Oklahoma State professor: Sky’s the limit for unmanned aircraft



Much of the research and development of unmanned aircraft systems (UAS) and unmanned air vehicles (UAV), as well as the public’s focus on them, has centered on military and security surveillance applications. At Oklahoma State University, we’re equally excited about applications that address commercial and public safety needs, such as agriculture, wildfire monitoring and early weather warning systems.

Oklahoma State has the nation’s only graduate UAS program. OSU has a track record of placing students in aerospace industry careers and accelerating promising technologies. This state provides an ideal setting, climate and scholastic commitment to advance unmanned aircraft technology.

Developing technology at OSU will result in remotely piloted sensor platforms launched into storm cells to help predict and track tornadoes. Pre-emptive warnings could occur hours — not minutes — before disaster strikes. Also on the horizon are UAVs for use by first responders following natural disasters such as tornadoes and wildfires.

The aerospace industry accounts for more than 150,000 Oklahoma jobs supported by 500 aerospace and defense-related companies. The economic impact alone exceeds $12 billion per year. In 2012, Oklahoma exports included more than $6.6 billion in aerospace-related products. New applications are pushing the envelope even further.

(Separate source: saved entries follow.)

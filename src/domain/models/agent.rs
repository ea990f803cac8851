//! Agent domain model — a persistent role-bound worker scoped to one project.

use chrono::{DateTime, Utc};
use serde::{Deserialize, Serialize};
use uuid::Uuid;

#[derive(Debug, Clone, Copy, PartialEq, Eq, Hash, Serialize, Deserialize)]
#[serde(rename_all = "snake_case")]
pub enum AgentStatus {
    Active,
    Paused,
}

impl AgentStatus {
    #[must_use]
    pub const fn as_str(self) -> &'static str {
        match self {
            Self::Active => "active",
            Self::Paused => "paused",
        }
    }

    #[must_use]
    pub fn from_str(s: &str) -> Option<Self> {
        match s {
            "active" => Some(Self::Active),
            "paused" => Some(Self::Paused),
            _ => None,
        }
    }
}

/// Capability and dispatcher-override configuration for an agent.
///
/// Capabilities gate which step types a worker may claim (spec §4.4);
/// `auto_approve_proposals` feeds the first auto-approval rule in §4.2.
/// Dispatcher overrides let an agent pin a non-default provider/model/
/// base_url for the generic chat-completion `StepDispatcher`.
#[derive(Debug, Clone, Default, Serialize, Deserialize)]
pub struct AgentConfig {
    #[serde(default)]
    pub capabilities: Vec<String>,
    #[serde(default)]
    pub auto_approve_proposals: bool,
    #[serde(default)]
    pub dispatcher_provider: Option<String>,
    #[serde(default)]
    pub dispatcher_model: Option<String>,
    #[serde(default)]
    pub dispatcher_base_url: Option<String>,
}

impl AgentConfig {
    #[must_use]
    pub fn has_capability(&self, capability: &str) -> bool {
        self.capabilities.iter().any(|c| c == capability)
            || self.capabilities.iter().any(|c| c == "general_work")
    }

    /// Fallback used when a stored config cannot be parsed: treat the agent
    /// as capable of everything rather than losing it entirely (spec §4.4).
    #[must_use]
    pub fn permissive() -> Self {
        Self { capabilities: vec!["general_work".to_string()], ..Self::default() }
    }
}

/// Presentational pose used only by the out-of-scope UI animation; carried
/// here because it rides along on the same row, but orchestration never
/// reads it.
#[derive(Debug, Clone, Default, Serialize, Deserialize)]
pub struct AgentPose {
    pub position_x: f64,
    pub position_y: f64,
}

#[derive(Debug, Clone, Serialize, Deserialize)]
pub struct Agent {
    pub id: Uuid,
    pub name: String,
    pub role: String,
    pub project_id: Uuid,
    pub status: AgentStatus,
    pub config: AgentConfig,
    pub last_seen_at: Option<DateTime<Utc>>,
    #[serde(default)]
    pub pose: AgentPose,
    pub created_at: DateTime<Utc>,
}

impl Agent {
    #[must_use]
    pub fn new(name: impl Into<String>, role: impl Into<String>, project_id: Uuid) -> Self {
        Self {
            id: Uuid::now_v7(),
            name: name.into(),
            role: role.into(),
            project_id,
            status: AgentStatus::Active,
            config: AgentConfig::default(),
            last_seen_at: None,
            pose: AgentPose::default(),
            created_at: Utc::now(),
        }
    }
}
//! ApprovalEngine — decides PENDING -> APPROVED/REJECTED under a composable
//! policy (spec §4.2).

use std::sync::Arc;

use chrono::Utc;

use crate::domain::errors::{DomainError, DomainResult};
use crate::domain::models::{Proposal, ProposalPriority, ProposalStatus};
use crate::domain::ports::{ProposalFilter, ProposalRepository};

/// Keyword classes checked in order after the `auto_approve_proposals`
/// agent-config rule (spec §4.2 rules 2-4). First match wins.
const FIX_KEYWORDS: &[&str] = &["fix", "patch", "hotfix", "typo"];
const DOCS_KEYWORDS: &[&str] = &["docs", "documentation", "readme"];
const TEST_KEYWORDS: &[&str] = &["test", "spec", "testing"];

fn title_contains_any(title: &str, keywords: &[&str]) -> bool {
    let lower = title.to_lowercase();
    keywords.iter().any(|k| lower.contains(k))
}

/// Whether `proposal` should be auto-approved, given the originating
/// agent's `auto_approve_proposals` config flag. All four rules require
/// `proposal.auto_approve == true` as a precondition (spec §9 open
/// question: "kept as-is").
#[must_use]
pub fn should_auto_approve(proposal: &Proposal, agent_auto_approve_proposals: bool) -> bool {
    if !proposal.auto_approve {
        return false;
    }

    let low_or_medium = matches!(proposal.priority, ProposalPriority::Low | ProposalPriority::Medium);
    if low_or_medium && agent_auto_approve_proposals {
        return true;
    }

    title_contains_any(&proposal.title, FIX_KEYWORDS)
        || title_contains_any(&proposal.title, DOCS_KEYWORDS)
        || title_contains_any(&proposal.title, TEST_KEYWORDS)
}

/// Transitions PENDING proposals to APPROVED or leaves them PENDING for
/// manual review (spec §4.2).
pub struct ApprovalEngine<P, A>
where
    P: ProposalRepository + 'static,
    A: crate::domain::ports::AgentRepository + 'static,
{
    proposal_repo: Arc<P>,
    agent_repo: Arc<A>,
}

impl<P, A> ApprovalEngine<P, A>
where
    P: ProposalRepository + 'static,
    A: crate::domain::ports::AgentRepository + 'static,
{
    pub fn new(proposal_repo: Arc<P>, agent_repo: Arc<A>) -> Self {
        Self { proposal_repo, agent_repo }
    }

    /// Process every PENDING proposal in `project_id`, auto-approving the
    /// ones that match the policy. Returns the number approved this pass.
    pub async fn process_pending(&self, project_id: uuid::Uuid) -> DomainResult<u32> {
        let pending = self
            .proposal_repo
            .list(ProposalFilter { project_id: Some(project_id), status: Some(ProposalStatus::Pending) })
            .await?;

        let mut approved = 0u32;
        for mut proposal in pending {
            let agent = self.agent_repo.get(proposal.agent_id).await?;
            let agent_auto_approve = agent.map(|a| a.config.auto_approve_proposals).unwrap_or(false);

            if should_auto_approve(&proposal, agent_auto_approve) {
                proposal.status = ProposalStatus::Approved;
                proposal.reviewed_by = Some("system".to_string());
                proposal.reviewed_at = Some(Utc::now());
                self.proposal_repo.update(&proposal).await?;
                approved += 1;
                tracing::info!(proposal_id = %proposal.id, title = %proposal.title, "auto-approved proposal");
            }
        }

        Ok(approved)
    }

    /// Manually approve a PENDING proposal. Fails on non-PENDING proposals
    /// without mutating state (spec §4.2 "Manual transitions").
    pub async fn approve(&self, proposal_id: uuid::Uuid, reviewer: &str) -> DomainResult<Proposal> {
        let mut proposal = self
            .proposal_repo
            .get(proposal_id)
            .await?
            .ok_or(DomainError::ProposalNotFound(proposal_id))?;

        if proposal.status != ProposalStatus::Pending {
            return Err(DomainError::Conflict {
                entity: "proposal",
                id: proposal_id,
                reason: "not pending",
            });
        }

        proposal.status = ProposalStatus::Approved;
        proposal.reviewed_by = Some(reviewer.to_string());
        proposal.reviewed_at = Some(Utc::now());
        self.proposal_repo.update(&proposal).await?;
        Ok(proposal)
    }

    /// Manually reject a PENDING proposal, appending a human-readable
    /// rejection line to its rationale.
    pub async fn reject(&self, proposal_id: uuid::Uuid, reviewer: &str, reason: &str) -> DomainResult<Proposal> {
        let mut proposal = self
            .proposal_repo
            .get(proposal_id)
            .await?
            .ok_or(DomainError::ProposalNotFound(proposal_id))?;

        if proposal.status != ProposalStatus::Pending {
            return Err(DomainError::Conflict {
                entity: "proposal",
                id: proposal_id,
                reason: "not pending",
            });
        }

        proposal.status = ProposalStatus::Rejected;
        proposal.reviewed_by = Some(reviewer.to_string());
        proposal.reviewed_at = Some(Utc::now());
        proposal.rationale = format!("{}\n\nRejected by {reviewer}: {reason}", proposal.rationale);
        self.proposal_repo.update(&proposal).await?;
        Ok(proposal)
    }
}

#[cfg(test)]
mod tests {
    use super::*;
    use crate::domain::models::Proposal;
    use uuid::Uuid;

    fn pending_proposal(title: &str, priority: ProposalPriority, auto_approve: bool) -> Proposal {
        let mut p = Proposal::new(Uuid::now_v7(), Uuid::now_v7(), title, "desc", "why", priority);
        p.auto_approve = auto_approve;
        p
    }

    #[test]
    fn keyword_rule_fires_regardless_of_agent_flag() {
        let p = pending_proposal("Fix typo in README", ProposalPriority::High, true);
        assert!(should_auto_approve(&p, false));
    }

    #[test]
    fn agent_flag_rule_requires_low_or_medium_priority() {
        let p = pending_proposal("Implement new search index", ProposalPriority::Medium, true);
        assert!(should_auto_approve(&p, true));

        let p_high = pending_proposal("Implement new search index", ProposalPriority::High, true);
        assert!(!should_auto_approve(&p_high, true));
    }

    #[test]
    fn requires_auto_approve_flag_on_proposal() {
        let p = pending_proposal("Fix typo in README", ProposalPriority::Critical, false);
        assert!(!should_auto_approve(&p, true));
    }

    #[test]
    fn docs_and_test_keyword_classes_match() {
        let docs = pending_proposal("Update README documentation", ProposalPriority::High, true);
        assert!(should_auto_approve(&docs, false));

        let tests = pending_proposal("Add integration test for billing", ProposalPriority::High, true);
        assert!(should_auto_approve(&tests, false));
    }

    #[test]
    fn no_rule_matches_leaves_proposal_unapproved() {
        let p = pending_proposal("Add dark mode toggle", ProposalPriority::High, true);
        assert!(!should_auto_approve(&p, false));
    }
}
//! Normalization of resolved Go declarations into the IR.
//!
//! This module turns [`SourcePackage`] documents into [`PackageUnit`]s, one
//! per Go file, and registers them on the [`CodeGenerator`].
//!
//! ## Classification
//!
//! Each exported type declaration is classified by its underlying type:
//!
//! - a struct becomes an interface (`DeclKind::Struct`),
//! - an interface with methods becomes an empty interface
//!   (`DeclKind::InterfaceShape`); method signatures are dropped with a warning,
//! - everything else, including `interface{}`, becomes a type alias.
//!
//! ## Reference resolution
//!
//! - a same-package name declared and exported anywhere in the package is a
//!   named reference,
//! - a name qualified by another package (`uuid.NullUUID`) is unresolved and
//!   falls back unless an override rule maps it,
//! - `func` and `chan` types and interfaces used inline become `any`.
//!
//! ## Struct tags
//!
//! | Tag | Effect |
//! |-----|--------|
//! | `json:"name"` | member name |
//! | `json:",omitempty"`, `json:",omitzero"` | optional member |
//! | `json:"-"` | field dropped |
//! | `yaml:"name,omitempty"` | same, used when there is no `json` tag |
//! | `tstype:"Expr"` | member type replaced by `Expr` |
//! | `tstype:",readonly"` | `readonly` member |
//! | `tstype:",extends"` | embedded type becomes `extends` heritage |

use std::collections::HashSet;
use std::path::Path;

use crate::CodeGenerator;
use crate::comments;
use crate::error::{Error, Location, Result};
use crate::ir::{ConstDecl, DeclKind, FieldDecl, Heritage, PackageUnit, Primitive, TypeDecl, TypeNode, UnitItem};
use crate::source::{ConstSpec, SourceDecl, SourceField, SourceFile, SourceFormat, SourcePackage, SourceType, TypeSpec};
use crate::tags::StructTag;

/// Go's export rule: the name starts with an upper-case letter.
pub fn is_exported(name: &str) -> bool {
    name.chars().next().is_some_and(char::is_uppercase)
}

/// Package-wide knowledge needed while building any of its files.
struct PackageContext<'a> {
    package: &'a str,
    exported_types: HashSet<&'a str>,
}

impl<'a> PackageContext<'a> {
    fn new(source: &'a SourcePackage) -> Self {
        let exported_types = source
            .files
            .iter()
            .flat_map(|file| &file.decls)
            .filter_map(|decl| match decl {
                SourceDecl::Type(spec) if is_exported(&spec.name) => Some(spec.name.as_str()),
                _ => None,
            })
            .collect();
        Self {
            package: &source.package,
            exported_types,
        }
    }

    fn is_local(&self, package: Option<&str>) -> bool {
        package.is_none_or(|p| p == self.package)
    }

    /// Resolve a reference to a named type.
    fn reference(&self, package: Option<&str>, name: &str) -> TypeNode {
        match package {
            _ if self.is_local(package) && self.exported_types.contains(name) => TypeNode::Named(name.to_string()),
            Some(package) if !self.is_local(Some(package)) => TypeNode::Unresolved(format!("{package}.{name}")),
            _ => TypeNode::Unresolved(name.to_string()),
        }
    }

    /// The name a heritage clause refers to.
    fn heritage_name(&self, package: Option<&str>, name: &str) -> String {
        match package {
            Some(package) if !self.is_local(Some(package)) => format!("{package}.{name}"),
            _ => name.to_string(),
        }
    }
}

/// Build one unit per file of a package.
pub fn build_package(source: &SourcePackage) -> Result<Vec<PackageUnit>> {
    let ctx = PackageContext::new(source);
    source.files.iter().map(|file| build_unit(file, &ctx)).collect()
}

fn build_unit(file: &SourceFile, ctx: &PackageContext<'_>) -> Result<PackageUnit> {
    let mut items = Vec::new();
    for (i, decl) in file.decls.iter().enumerate() {
        let location = Location::new(&file.name, i + 1);
        match decl {
            SourceDecl::Type(spec) if is_exported(&spec.name) => {
                let location = location.with_line(spec.line);
                items.push(UnitItem::Type(build_type(spec, location, ctx)?));
            }
            SourceDecl::Const(spec) if is_exported(&spec.name) => {
                let location = location.with_line(spec.line);
                items.push(UnitItem::Const(build_const(spec, location, ctx)?));
            }
            SourceDecl::Emit(text) => items.push(UnitItem::Emit(text.clone())),
            SourceDecl::Type(TypeSpec { name, .. }) | SourceDecl::Const(ConstSpec { name, .. }) => {
                tracing::trace!(file = %file.name, name = %name, "skipping unexported declaration");
            }
        }
    }

    tracing::debug!(package = ctx.package, file = %file.name, items = items.len(), "built unit");
    PackageUnit::new(ctx.package, &file.name, items)
}

fn build_type(spec: &TypeSpec, location: Location, ctx: &PackageContext<'_>) -> Result<TypeDecl> {
    let name = spec.name.as_str();
    let decl = match &spec.underlying {
        SourceType::Struct { fields } => {
            let (fields, heritage) = build_fields(fields, name, ctx)?;
            TypeDecl::structure(name, fields, location).with_heritage(heritage)
        }
        SourceType::Interface { methods, embeds } if !methods.is_empty() || !embeds.is_empty() => {
            tracing::warn!(
                decl = name,
                methods = methods.len(),
                embeds = embeds.len(),
                "interface method signatures are not translated"
            );
            TypeDecl::new(name, DeclKind::InterfaceShape, TypeNode::Struct(Vec::new()), location)
        }
        underlying => TypeDecl::alias(name, type_node(underlying, name, ctx)?, location),
    };

    Ok(TypeDecl {
        doc: spec.doc.as_deref().and_then(comments::clean),
        inline_comment: spec.comment.as_deref().and_then(comments::clean),
        ..decl
    })
}

fn build_const(spec: &ConstSpec, location: Location, ctx: &PackageContext<'_>) -> Result<ConstDecl> {
    let name = spec.name.as_str();
    let decl = match &spec.ty {
        None => ConstDecl::untyped(name, spec.value.clone(), location),
        Some(ty) => {
            let ty = type_node(ty, name, ctx)?;
            if ty.type_name().is_none() {
                return Err(Error::malformed(name, "constant type must be a basic or named type"));
            }
            ConstDecl::new(name, ty, spec.value.clone(), location)
        }
    };

    Ok(ConstDecl {
        doc: spec.doc.as_deref().and_then(comments::clean),
        inline_comment: spec.comment.as_deref().and_then(comments::clean),
        ..decl
    })
}

fn type_node(ty: &SourceType, decl: &str, ctx: &PackageContext<'_>) -> Result<TypeNode> {
    let node = match ty {
        SourceType::Basic { name } if name.is_empty() => {
            return Err(Error::malformed(decl, "basic type without a name"));
        }
        SourceType::Basic { name } => match Primitive::from_go_name(name) {
            Some(primitive) => TypeNode::Primitive(primitive),
            None => TypeNode::Unresolved(name.clone()),
        },
        SourceType::Named { name, .. } if name.is_empty() => {
            return Err(Error::malformed(decl, "named type without a name"));
        }
        SourceType::Named { package, name } => ctx.reference(package.as_deref(), name),
        SourceType::Pointer { elem } => TypeNode::pointer(type_node(elem, decl, ctx)?),
        SourceType::Slice { elem } | SourceType::Array { elem, .. } => TypeNode::sequence(type_node(elem, decl, ctx)?),
        SourceType::Map { key, value } => TypeNode::map(type_node(key, decl, ctx)?, type_node(value, decl, ctx)?),
        SourceType::Struct { fields } => {
            let (fields, heritage) = build_fields(fields, decl, ctx)?;
            if !heritage.is_empty() {
                tracing::warn!(decl, "`extends` on an anonymous struct field is ignored");
            }
            TypeNode::object(fields)
        }
        SourceType::Interface { .. } | SourceType::Func | SourceType::Chan { .. } => TypeNode::any(),
    };
    Ok(node)
}

enum BuiltField {
    Member(FieldDecl),
    Heritage(Heritage),
    Dropped,
}

fn build_fields(fields: &[SourceField], decl: &str, ctx: &PackageContext<'_>) -> Result<(Vec<FieldDecl>, Vec<Heritage>)> {
    let mut members = Vec::new();
    let mut heritage = Vec::new();
    for field in fields {
        match build_field(field, decl, ctx)? {
            BuiltField::Member(member) => members.push(member),
            BuiltField::Heritage(parent) => heritage.push(parent),
            BuiltField::Dropped => {}
        }
    }
    Ok((members, heritage))
}

/// Package and name of the type an embedded field embeds.
fn embedded_type(ty: &SourceType) -> Option<(Option<&str>, &str, bool)> {
    match ty {
        SourceType::Named { package, name } => Some((package.as_deref(), name, false)),
        SourceType::Pointer { elem } => match elem.as_ref() {
            SourceType::Named { package, name } => Some((package.as_deref(), name, true)),
            _ => None,
        },
        _ => None,
    }
}

fn build_field(field: &SourceField, decl: &str, ctx: &PackageContext<'_>) -> Result<BuiltField> {
    let (name, embedded) = match &field.name {
        Some(name) => (name.as_str(), None),
        None => {
            let embedded = embedded_type(&field.ty).ok_or_else(|| Error::malformed(decl, "embedded field must name a type"))?;
            (embedded.1, Some(embedded))
        }
    };

    let tag = match &field.tag {
        Some(raw) => StructTag::parse(raw).map_err(|reason| Error::MalformedTag {
            decl: decl.to_string(),
            field: name.to_string(),
            reason,
        })?,
        None => StructTag::default(),
    };
    let tstype = tag.get("tstype");

    let extends = tstype.is_some_and(|t| t.has_option("extends"));
    if let Some((package, type_name, pointer)) = embedded {
        if extends {
            return Ok(BuiltField::Heritage(Heritage {
                name: ctx.heritage_name(package, type_name),
                partial: pointer && !tstype.is_some_and(|t| t.has_option("required")),
            }));
        }
    }

    if !is_exported(name) {
        return Ok(BuiltField::Dropped);
    }
    if extends {
        tracing::trace!(decl, field = name, "dropping named field tagged extends");
        return Ok(BuiltField::Dropped);
    }

    let json = tag.get("json");
    let yaml = tag.get("yaml");
    let mut member = FieldDecl::new(name, type_node(&field.ty, decl, ctx)?);

    if [json, yaml, tstype].into_iter().flatten().any(|entry| entry.is_skip()) {
        member = member.skipped();
    }
    // yaml is read after json and replaces both name and optionality.
    let optional = match (json, yaml) {
        (_, Some(yaml)) => yaml.has_option("omitempty"),
        (Some(json), None) => json.has_option("omitempty") || json.has_option("omitzero"),
        (None, None) => false,
    };
    if let Some(naming) = yaml.or(json) {
        if !naming.name.is_empty() && !naming.is_skip() {
            member = member.renamed(naming.name.as_str());
        }
    }
    if optional {
        member = member.optional();
    }
    if let Some(tstype) = tstype {
        if !tstype.name.is_empty() && !tstype.is_skip() {
            member = member.with_type_override(tstype.name.as_str());
        }
        if tstype.has_option("readonly") {
            member = member.readonly();
        }
    }

    member.doc = field.doc.as_deref().and_then(comments::clean);
    member.inline_comment = field.comment.as_deref().and_then(comments::clean);
    Ok(BuiltField::Member(member))
}

impl CodeGenerator {
    /// Build and add every file of a resolved package.
    pub fn add_package(&mut self, source: &SourcePackage) -> Result<&mut Self> {
        for unit in build_package(source)? {
            self.add_unit(unit);
        }
        Ok(self)
    }

    /// Parse and add a resolved package document (`.json`, `.yaml` or `.yml`).
    ///
    /// # Example
    ///
    /// ```no_run
    /// # fn main() -> gots_codegen::Result<()> {
    /// use gots_codegen::CodeGenerator;
    ///
    /// let mut generator = CodeGenerator::new();
    /// generator.add_source_file("build/models.json")?;
    /// generator.write_to_file("web/src/models/index.ts")?;
    /// # Ok(())
    /// # }
    /// ```
    pub fn add_source_file(&mut self, path: impl AsRef<Path>) -> Result<&mut Self> {
        let source = SourcePackage::from_path(path)?;
        self.add_package(&source)
    }

    /// Parse and add a resolved package document held in memory.
    pub fn add_source_str(&mut self, text: &str, format: SourceFormat) -> Result<&mut Self> {
        let source = SourcePackage::parse(text, format, "<memory>")?;
        self.add_package(&source)
    }

    /// Add every resolved package document under a directory, in file name
    /// order.
    ///
    /// # Example
    ///
    /// ```no_run
    /// # fn main() -> gots_codegen::Result<()> {
    /// use gots_codegen::CodeGenerator;
    ///
    /// let mut generator = CodeGenerator::new();
    /// generator.add_source_dir("build/resolved/")?;
    /// generator.write_to_file("bindings.ts")?;
    /// # Ok(())
    /// # }
    /// ```
    pub fn add_source_dir(&mut self, path: impl AsRef<Path>) -> Result<&mut Self> {
        for source in SourcePackage::load_all(path)? {
            self.add_package(&source)?;
        }
        Ok(self)
    }
}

This year, the Department of Homeland Security selected the Oklahoma Test Center-Unmanned Systems facility near Elgin for its Robotic Aircraft for Public Safety program. Operated by OSU’s University Multispectral Laboratories, it’s one of few locations where flight tests can be done without FAA authorization, ensuring faster results and evaluations. UML also works with OSU on innovative airframes, control systems and quiet engines.